Your instructions: Begin at the line containing "pub async fn unit_handler(Json(req): Json<UnitToggleRequest>)" and reproduce every line through the end of the entries below. Nothing else should appear.

(Recorded data)
##############################

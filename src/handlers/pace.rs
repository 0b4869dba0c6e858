use axum::Json;
use tracing::debug;

use crate::metrics::PACE_REQUESTS;
use crate::models::{PaceRequest, UnitToggleRequest};
use crate::pace::{Calculator, CalculatorView};

// One calculator round trip: the client sends its fields and the field it
// just edited, and gets back the fields with the derived one filled in
pub async fn pace_handler(Json(req): Json<PaceRequest>) -> Json<CalculatorView> {
    PACE_REQUESTS.inc();

    let mut calculator = Calculator {
        unit: req.unit,
        pace: req.pace,
        distance: req.distance,
        time: req.time,
        last_edited: req.edited,
    };
    let outcome = calculator.recompute();
    if let Err(e) = &outcome {
        debug!(error = %e, "Pace derivation rejected");
    }

    Json(calculator.view().with_outcome(&outcome))
}

// Unit toggle: converts distance and pace, leaves time alone
pub async fn unit_handler(Json(req): Json<UnitToggleRequest>) -> Json<CalculatorView> {
    PACE_REQUESTS.inc();

    let mut calculator = Calculator {
        unit: req.unit,
        pace: req.pace,
        distance: req.distance,
        time: req.time,
        last_edited: None,
    };
    calculator.toggle_unit(req.to);

    Json(calculator.view())
}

##############################

Expected output:
pub async fn unit_handler(Json(req): Json<UnitToggleRequest>) -> Json<CalculatorView> {
    PACE_REQUESTS.inc();

    let mut calculator = Calculator {
        unit: req.unit,
        pace: req.pace,
        distance: req.distance,
        time: req.time,
        last_edited: None,
    };
    calculator.toggle_unit(req.to);

    Json(calculator.view())
}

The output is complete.